* [Try it]: Find the line holding "einem neuen Pfad." in the entries below. Give it again exactly, along with every line after it up to and including the line holding "pub fn join_selected(state: &mut".

* [Input data]:
*** Begin section ***
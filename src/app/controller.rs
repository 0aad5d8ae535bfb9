//! Application Controller für zentrale Event-Verarbeitung.

use super::{AppCommand, AppIntent, AppState};
use crate::render::{self, RenderScene, RenderSync};

/// Orchestriert UI-Events und Use-Cases auf den AppState.
///
/// Besitzt zusätzlich den renderseitigen Zustand (Live-Punkte, Redraw-
/// Planung, Blink-Animation), damit Gesten-Commands Zwischenstände am
/// Dokument vorbei aktualisieren können.
#[derive(Default)]
pub struct AppController {
    render: RenderSync,
}

impl AppController {
    /// Erstellt einen neuen Controller.
    pub fn new() -> Self {
        Self::default()
    }

    /// Zugriff auf den Render-Zustand (Scheduler, Blink) für den Runner.
    pub fn render_sync(&mut self) -> &mut RenderSync {
        &mut self.render
    }

    /// Verarbeitet einen Intent über Intent->Command Mapping.
    pub fn handle_intent(&mut self, state: &mut AppState, intent: AppIntent) -> anyhow::Result<()> {
        let commands = super::intent_mapping::map_intent_to_commands(state, intent);
        for command in commands {
            self.handle_command(state, command)?;
        }

        Ok(())
    }

    /// Führt mutierende Commands auf dem AppState aus.
    /// Dispatcht an Feature-Handler in `handlers/`.
    pub fn handle_command(
        &mut self,
        state: &mut AppState,
        command: AppCommand,
    ) -> anyhow::Result<()> {
        use super::handlers;

        match command {
            // === Datei-I/O ===
            AppCommand::RequestOpenFileDialog => handlers::file_io::request_open(state),
            AppCommand::RequestSaveFileDialog => handlers::file_io::request_save_dialog(state),
            AppCommand::LoadFile { path } => {
                handlers::file_io::load(state, path)?;
                self.render.reset();
            }
            AppCommand::SaveFile { path } => handlers::file_io::save(state, path)?,
            AppCommand::RequestExit => handlers::dialog::request_exit(state),

            // === Export ===
            AppCommand::OpenExportDialog => handlers::dialog::open_export_dialog(state),
            AppCommand::CloseExportDialog => handlers::dialog::close_export_dialog(state),
            AppCommand::SetExportSettings { settings } => {
                handlers::dialog::set_export_settings(state, settings)
            }
            AppCommand::RequestExportFileDialog => {
                handlers::dialog::request_export_file_dialog(state)
            }
            AppCommand::ExportToFile { path } => handlers::dialog::export_to_file(state, path)?,

            // === Kamera & Viewport ===
            AppCommand::ResetCamera => handlers::view::reset_camera(state),
            AppCommand::ZoomIn => handlers::view::zoom_in(state),
            AppCommand::ZoomOut => handlers::view::zoom_out(state),
            AppCommand::SetViewportSize { size } => handlers::view::set_viewport_size(state, size),
            AppCommand::PanCamera { delta_screen } => handlers::view::pan(state, delta_screen),
            AppCommand::ZoomCamera {
                factor,
                focus_screen,
            } => handlers::view::zoom_towards(state, factor, focus_screen),

            // === Werkzeuge & Gesten ===
            AppCommand::SetEditorTool { tool } => {
                handlers::editing::set_editor_tool(state, &mut self.render, tool)
            }
            AppCommand::PenPointPlaced { world_pos } => {
                handlers::editing::pen_point_placed(state, world_pos)
            }
            AppCommand::PenPreviewMoved { world_pos } => {
                handlers::editing::pen_preview_moved(state, world_pos)
            }
            AppCommand::FinalizePenPath => handlers::editing::finalize_pen(state),
            AppCommand::BeginShapeDrag { world_pos } => {
                handlers::editing::begin_shape_drag(state, world_pos)
            }
            AppCommand::UpdateShapeDrag { world_pos } => {
                handlers::editing::update_shape_drag(state, world_pos)
            }
            AppCommand::EndShapeDrag => handlers::editing::end_shape_drag(state),
            AppCommand::BeginEraserGesture { world_pos } => {
                handlers::editing::begin_eraser(state, world_pos)
            }
            AppCommand::EraseAt { world_pos } => handlers::editing::erase_at(state, world_pos),
            AppCommand::EndEraserGesture => handlers::editing::end_eraser(state),
            AppCommand::CutAt { world_pos } => handlers::editing::cut_at(state, world_pos),
            AppCommand::BeginAnchorDrag { path_id, anchor } => {
                handlers::editing::begin_anchor_drag(state, &mut self.render, path_id, anchor)
            }
            AppCommand::UpdateAnchorDrag { world_pos } => {
                handlers::editing::update_anchor_drag(state, &mut self.render, world_pos)
            }
            AppCommand::EndAnchorDrag => {
                handlers::editing::end_anchor_drag(state, &mut self.render)
            }

            // === Selektion ===
            AppCommand::SelectPathExclusive { id } => {
                handlers::selection::select_exclusive(state, id)
            }
            AppCommand::ToggleSelection { id } => handlers::selection::toggle(state, id),
            AppCommand::DeselectAll => handlers::selection::deselect_all(state),
            AppCommand::BeginMarquee {
                world_pos,
                additive,
            } => handlers::selection::begin_marquee(state, world_pos, additive),
            AppCommand::UpdateMarquee { world_pos } => {
                handlers::selection::update_marquee(state, world_pos)
            }
            AppCommand::CommitMarquee { world_pos } => {
                handlers::selection::commit_marquee(state, world_pos)
            }
            AppCommand::BeginMoveSelection { world_pos } => {
                handlers::selection::begin_move(state, &mut self.render, world_pos)
            }
            AppCommand::MoveSelectionTo { world_pos } => {
                handlers::selection::move_selection_to(state, &mut self.render, world_pos)
            }
            AppCommand::EndMoveSelection => {
                handlers::selection::end_move(state, &mut self.render)
            }

            // === Editing ===
            AppCommand::DeleteSelectedPaths => handlers::editing::delete_selected(state),
            AppCommand::JoinSelectedPaths => handlers::editing::join_selected(state),
            AppCommand::UpdateSelectedStyle { patch } => {
                handlers::editing::update_style(state, &patch)
            }
            AppCommand::SetSelectedSmooth { smooth } => {
                handlers::editing::set_smooth(state, smooth)
            }
            AppCommand::SetSelectedSmoothTension { tension } => {
                handlers::editing::set_smooth_tension(state, tension)
            }
            AppCommand::PreviewCornerRadius { value } => {
                handlers::editing::preview_corner_radius(state, value)
            }

            // === Hintergrund & Ebenen ===
            AppCommand::RequestBackgroundImageDialog => {
                handlers::dialog::request_background_dialog(state)
            }
            AppCommand::LoadBackgroundImage { path } => {
                handlers::view::load_background_image(state, path)
            }
            AppCommand::ClearBackgroundImage => handlers::view::clear_background_image(state),
            AppCommand::SetBackgroundOpacity { opacity } => {
                handlers::view::set_background_opacity(state, opacity)
            }
            AppCommand::SetBackgroundTransform { transform } => {
                handlers::view::set_background_transform(state, transform)
            }
            AppCommand::SetBackgroundLocked { locked } => {
                handlers::view::set_background_locked(state, locked)
            }
            AppCommand::SetBackgroundEditMode { enabled } => {
                handlers::view::set_background_edit_mode(state, enabled)
            }
            AppCommand::ToggleBackgroundVisibility => {
                handlers::view::toggle_background_visibility(state)
            }
            AppCommand::ToggleNeonVisibility => handlers::view::toggle_neon_visibility(state),
            AppCommand::ToggleAngleWarnings => handlers::view::toggle_angle_warnings(state),

            // === History ===
            AppCommand::Undo => {
                handlers::history::undo(state);
                self.render.live_points.clear();
            }
            AppCommand::Redo => {
                handlers::history::redo(state);
                self.render.live_points.clear();
            }

            // === Dialoge & Anwendungssteuerung ===
            AppCommand::OpenOptionsDialog => handlers::dialog::open_options_dialog(state),
            AppCommand::CloseOptionsDialog => handlers::dialog::close_options_dialog(state),
            AppCommand::ApplyOptions { options } => {
                handlers::dialog::apply_options(state, options)?
            }
            AppCommand::ResetOptions => handlers::dialog::reset_options(state)?,
        }

        self.sync_blink(state);
        Ok(())
    }

    /// Hält die Blink-Registrierungen deckungsgleich mit der Selektion.
    fn sync_blink(&mut self, state: &AppState) {
        self.render.blink.clear();
        for &id in state.selection.ids() {
            self.render.blink.acquire(id);
        }
    }

    /// Baut die Render-Szene aus dem aktuellen AppState.
    pub fn build_render_scene(&self, state: &AppState) -> RenderScene {
        render::build_scene(state, &self.render.live_points, &self.render.blink)
    }
}
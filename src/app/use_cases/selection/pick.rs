//! Klick-Selektion: Pfad unter dem Zeiger finden und selektieren.

use crate::app::AppState;
use crate::core::{geometry, NeonDocument};
use glam::Vec2;

/// Sucht den obersten Pfad (Z-Order von oben), dessen Polylinie innerhalb
/// des Pick-Radius um `world_pos` liegt. Bounding-Box als billiger Vorfilter.
pub fn pick_path_at(document: &NeonDocument, world_pos: Vec2, radius: f32) -> Option<u64> {
    for path in document.paths().iter().rev() {
        if let Some(bbox) = geometry::bounding_box_of(&path.points) {
            let inflated = geometry::Rect {
                min: bbox.min - Vec2::splat(radius),
                max: bbox.max + Vec2::splat(radius),
            };
            if !geometry::point_in_rect_inclusive(world_pos, &inflated) {
                continue;
            }
        }
        if path.points.len() == 2 {
            let anchor = Vec2::new(path.points[0], path.points[1]);
            if anchor.distance(world_pos) <= radius {
                return Some(path.id);
            }
            continue;
        }
        if let Some(hit) = geometry::closest_point_on_polyline(world_pos, &path.points) {
            if hit.distance <= radius {
                return Some(path.id);
            }
        }
    }
    None
}

/// Selektiert einen Pfad exklusiv. No-op, wenn er bereits alleinige Selektion
/// ist (vermeidet leere Undo-Einträge).
pub fn select_exclusive(state: &mut AppState, id: u64) {
    if state.selection.is_sole_selection(id) {
        return;
    }
    state.selection.set([id]);
}

/// Fügt einen Pfad zur Selektion hinzu oder entfernt ihn.
pub fn toggle(state: &mut AppState, id: u64) {
    let mut ids: Vec<u64> = state.selection.ids().iter().copied().collect();
    if let Some(pos) = ids.iter().position(|&sid| sid == id) {
        ids.remove(pos);
    } else {
        ids.push(id);
    }
    state.selection.set(ids);
}

/// Hebt die Selektion auf (No-op falls leer).
pub fn deselect_all(state: &mut AppState) {
    state.selection.clear();
}

#[cfg(test)]
mod tests {
    use super::*;
    use crate::core::NeonPath;

    fn doc_with_two_stacked_lines() -> (NeonDocument, u64, u64) {
        let mut doc = NeonDocument::new();
        let bottom = doc.allocate_id();
        doc.push_path(path(bottom, vec![0.0, 0.0, 100.0, 0.0]));
        let top = doc.allocate_id();
        doc.push_path(path(top, vec![0.0, 1.0, 100.0, 1.0]));
        (doc, bottom, top)
    }

    fn path(id: u64, points: Vec<f32>) -> NeonPath {
        NeonPath {
            id,
            points,
            color: [255, 255, 255],
            width: 4.0,
            glow: 10.0,
            corner_radius: 0.0,
            is_smooth: false,
            smooth_tension: 0.5,
            is_closed: None,
        }
    }

    #[test]
    fn pick_prefers_topmost_path() {
        let (doc, _bottom, top) = doc_with_two_stacked_lines();
        assert_eq!(pick_path_at(&doc, Vec2::new(50.0, 0.5), 5.0), Some(top));
    }

    #[test]
    fn pick_misses_outside_radius() {
        let (doc, _b, _t) = doc_with_two_stacked_lines();
        assert_eq!(pick_path_at(&doc, Vec2::new(50.0, 50.0), 5.0), None);
    }

    #[test]
    fn pick_single_anchor_path_by_point_distance() {
        let mut doc = NeonDocument::new();
        let id = doc.allocate_id();
        doc.push_path(path(id, vec![10.0, 10.0]));
        assert_eq!(pick_path_at(&doc, Vec2::new(12.0, 10.0), 5.0), Some(id));
        assert_eq!(pick_path_at(&doc, Vec2::new(20.0, 10.0), 5.0), None);
    }

    #[test]
    fn select_exclusive_skips_redundant_set() {
        let mut state = AppState::new();
        state.selection.set([7]);
        let before = state.selection.clone();
        select_exclusive(&mut state, 7);
        assert!(state.selection.same_ids(&before));
    }

    #[test]
    fn toggle_adds_then_removes() {
        let mut state = AppState::new();
        toggle(&mut state, 3);
        assert!(state.selection.contains(3));
        toggle(&mut state, 3);
        assert!(!state.selection.contains(3));
    }
}
//! Application-Layer: Controller, State, Events, Handler und Use-Cases.

pub mod controller;
pub mod events;
pub mod handlers;
pub mod history;
mod intent_mapping;
pub mod state;
pub mod use_cases;

pub use controller::AppController;
pub use events::{AppCommand, AppIntent, StylePatch};
pub use state::{AppState, EditorTool, EditorToolState, SelectionState, UiState, ViewState};
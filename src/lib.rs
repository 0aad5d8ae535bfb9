//! Neon Sign Studio Library.
//! Core-Funktionalität als Library exportiert für Tests und Wiederverwendung.

pub mod app;
pub mod core;
pub mod export;
pub mod json;
pub mod render;
pub mod shared;
pub mod ui;

pub use app::{
    AppCommand, AppController, AppIntent, AppState, EditorTool, EditorToolState, UiState, ViewState,
};
pub use core::{CanvasTransform, NeonDocument, NeonPath};
pub use export::{export_png, ExportSettings};
pub use json::{parse_neon_document, write_neon_document};
pub use shared::EditorOptions;
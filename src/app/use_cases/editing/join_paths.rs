//! Use-Case: zwei selektierte Pfade an den nächstgelegenen Enden verbinden.

use crate::app::AppState;
use crate::core::NeonPath;

/// Endpunkt-Paarungen in fester Auswertungsreihenfolge.
#[derive(Debug, Clone, Copy, PartialEq, Eq)]
enum Pairing {
    EndToStart,
    EndToEnd,
    StartToStart,
    StartToEnd,
}

/// Verbindet genau zwei selektierte Pfade zu einem neuen Pfad.
///
/// Geprüft werden die vier Endpunkt-Paarungen Ende1–Start2, Ende1–Ende2,
/// Start1–Start2 und Start1–Ende2; die erste Paarung mit minimaler Distanz
/// gewinnt (strikter Vergleich). Der neue Pfad übernimmt den Stil des ersten
/// Pfads, ist offen und wird zur alleinigen Selektion.
pub fn join_selected(state: &mut AppState) -> Option<u64> {
    if state.selection.len() != 2 {
        log::debug!("Join: benötigt genau 2 selektierte Pfade");
        return None;
    }
    let mut ids = state.selection.ids().iter().copied();
    let first_id = ids.next()?;
    let second_id = ids.next()?;

    let first = state.document.path(first_id)?.clone();
    let second = state.document.path(second_id)?.clone();

    let (s1, e1) = (first.first_anchor()?, first.last_anchor()?);
    let (s2, e2) = (second.first_anchor()?, second.last_anchor()?);

    let candidates = [
        (Pairing::EndToStart, e1.distance(s2)),
        (Pairing::EndToEnd, e1.distance(e2)),
        (Pairing::StartToStart, s1.distance(s2)),
        (Pairing::StartToEnd, s1.distance(e2)),
    ];
    let mut best = candidates[0];
    for c in &candidates[1..] {
        if c.1 < best.1 {
            best = *c;
        }
    }

    let points = match best.0 {
        Pairing::EndToStart => chain(&first.points, &second.points),
        Pairing::EndToEnd => chain(&first.points, &second.reversed_points()),
        Pairing::StartToStart => chain(&first.reversed_points(), &second.points),
        Pairing::StartToEnd => chain(&second.points, &first.points),
    };

    let doc = state.document_mut();
    let new_id = doc.allocate_id();
    doc.push_path(NeonPath {
        id: new_id,
        points,
        is_closed: None,
        ..first
    });
    doc.remove_path(first_id);
    doc.remove_path(second_id);

    state.selection.set([new_id]);
    state.editor.active_path_id = None;
    log::info!(
        "Pfade {} und {} verbunden zu {} ({:?})",
        first_id,
        second_id,
        new_id,
        best.0
    );
    Some(new_id)
}

fn chain(a: &[f32], b: &[f32]) -> Vec<f32> {
    let mut out = Vec::with_capacity(a.len() + b.len());
    out.extend_from_slice(a);
    out.extend_from_slice(b);
    out
}

#[cfg(test)]
mod tests {
    use super::*;

    fn push_path(state: &mut AppState, points: Vec<f32>, color: [u8; 3]) -> u64 {
        let id = state.document_mut().allocate_id();
        state.document_mut().push_path(NeonPath {
            id,
            points,
            color,
            width: 4.0,
            glow: 10.0,
            corner_radius: 0.0,
            is_smooth: false,
            smooth_tension: 0.5,
            is_closed: None,
        });
        id
    }

    #[test]
    fn join_requires_exactly_two_selected() {
        let mut state = AppState::new();
        let a = push_path(&mut state, vec![0.0, 0.0, 10.0, 0.0], [255, 0, 0]);
        state.selection.set([a]);
        assert!(join_selected(&mut state).is_none());
    }

    #[test]
    fn end_to_start_concatenates_in_order() {
        let mut state = AppState::new();
        let a = push_path(&mut state, vec![0.0, 0.0, 10.0, 0.0], [255, 0, 0]);
        let b = push_path(&mut state, vec![11.0, 0.0, 20.0, 0.0], [0, 255, 0]);
        state.selection.set([a, b]);

        let joined = join_selected(&mut state).unwrap();
        let path = state.document.path(joined).unwrap();
        assert_eq!(path.points, vec![0.0, 0.0, 10.0, 0.0, 11.0, 0.0, 20.0, 0.0]);
        // Stil des ersten Pfads
        assert_eq!(path.color, [255, 0, 0]);
        assert_eq!(path.is_closed, None);
        assert_eq!(state.document.path_count(), 1);
    }

    #[test]
    fn end_to_end_reverses_second_path() {
        let mut state = AppState::new();
        let a = push_path(&mut state, vec![0.0, 0.0, 10.0, 0.0], [255, 0, 0]);
        // Ende von b (20,0) näher? Nein: Ende von b liegt bei (11,0) → E1-E2
        let b = push_path(&mut state, vec![20.0, 0.0, 11.0, 0.0], [0, 255, 0]);
        state.selection.set([a, b]);

        let joined = join_selected(&mut state).unwrap();
        let path = state.document.path(joined).unwrap();
        assert_eq!(path.points, vec![0.0, 0.0, 10.0, 0.0, 11.0, 0.0, 20.0, 0.0]);
    }

    #[test]
    fn start_to_end_prepends_second_path() {
        let mut state = AppState::new();
        let a = push_path(&mut state, vec![10.0, 0.0, 20.0, 0.0], [255, 0, 0]);
        let b = push_path(&mut state, vec![0.0, 0.0, 9.0, 0.0], [0, 255, 0]);
        state.selection.set([a, b]);

        let joined = join_selected(&mut state).unwrap();
        let path = state.document.path(joined).unwrap();
        assert_eq!(path.points, vec![0.0, 0.0, 9.0, 0.0, 10.0, 0.0, 20.0, 0.0]);
        // Stil bleibt der des ERSTEN selektierten Pfads
        assert_eq!(path.color, [255, 0, 0]);
    }

    #[test]
    fn tie_prefers_earlier_pairing() {
        let mut state = AppState::new();
        // Beide Pfade identisch: alle Distanzen gleich → E1-S2 gewinnt
        let a = push_path(&mut state, vec![0.0, 0.0, 0.0, 0.0], [255, 0, 0]);
        let b = push_path(&mut state, vec![0.0, 0.0, 0.0, 0.0], [0, 255, 0]);
        state.selection.set([a, b]);

        let joined = join_selected(&mut state).unwrap();
        let path = state.document.path(joined).unwrap();
        assert_eq!(path.points.len(), 8);
        assert_eq!(path.color, [255, 0, 0]);
    }

    #[test]
    fn join_result_is_sole_selection() {
        let mut state = AppState::new();
        let a = push_path(&mut state, vec![0.0, 0.0, 10.0, 0.0], [255, 0, 0]);
        let b = push_path(&mut state, vec![11.0, 0.0, 20.0, 0.0], [0, 255, 0]);
        state.selection.set([a, b]);
        let joined = join_selected(&mut state).unwrap();
        assert!(state.selection.is_sole_selection(joined));
    }
}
*** End section ***
* [The answer]:
/// Verbindet genau zwei selektierte Pfade zu einem neuen Pfad.
///
/// Geprüft werden die vier Endpunkt-Paarungen Ende1–Start2, Ende1–Ende2,
/// Start1–Start2 und Start1–Ende2; die erste Paarung mit minimaler Distanz
/// gewinnt (strikter Vergleich). Der neue Pfad übernimmt den Stil des ersten
/// Pfads, ist offen und wird zur alleinigen Selektion.
pub fn join_selected(state: &mut AppState) -> Option<u64> {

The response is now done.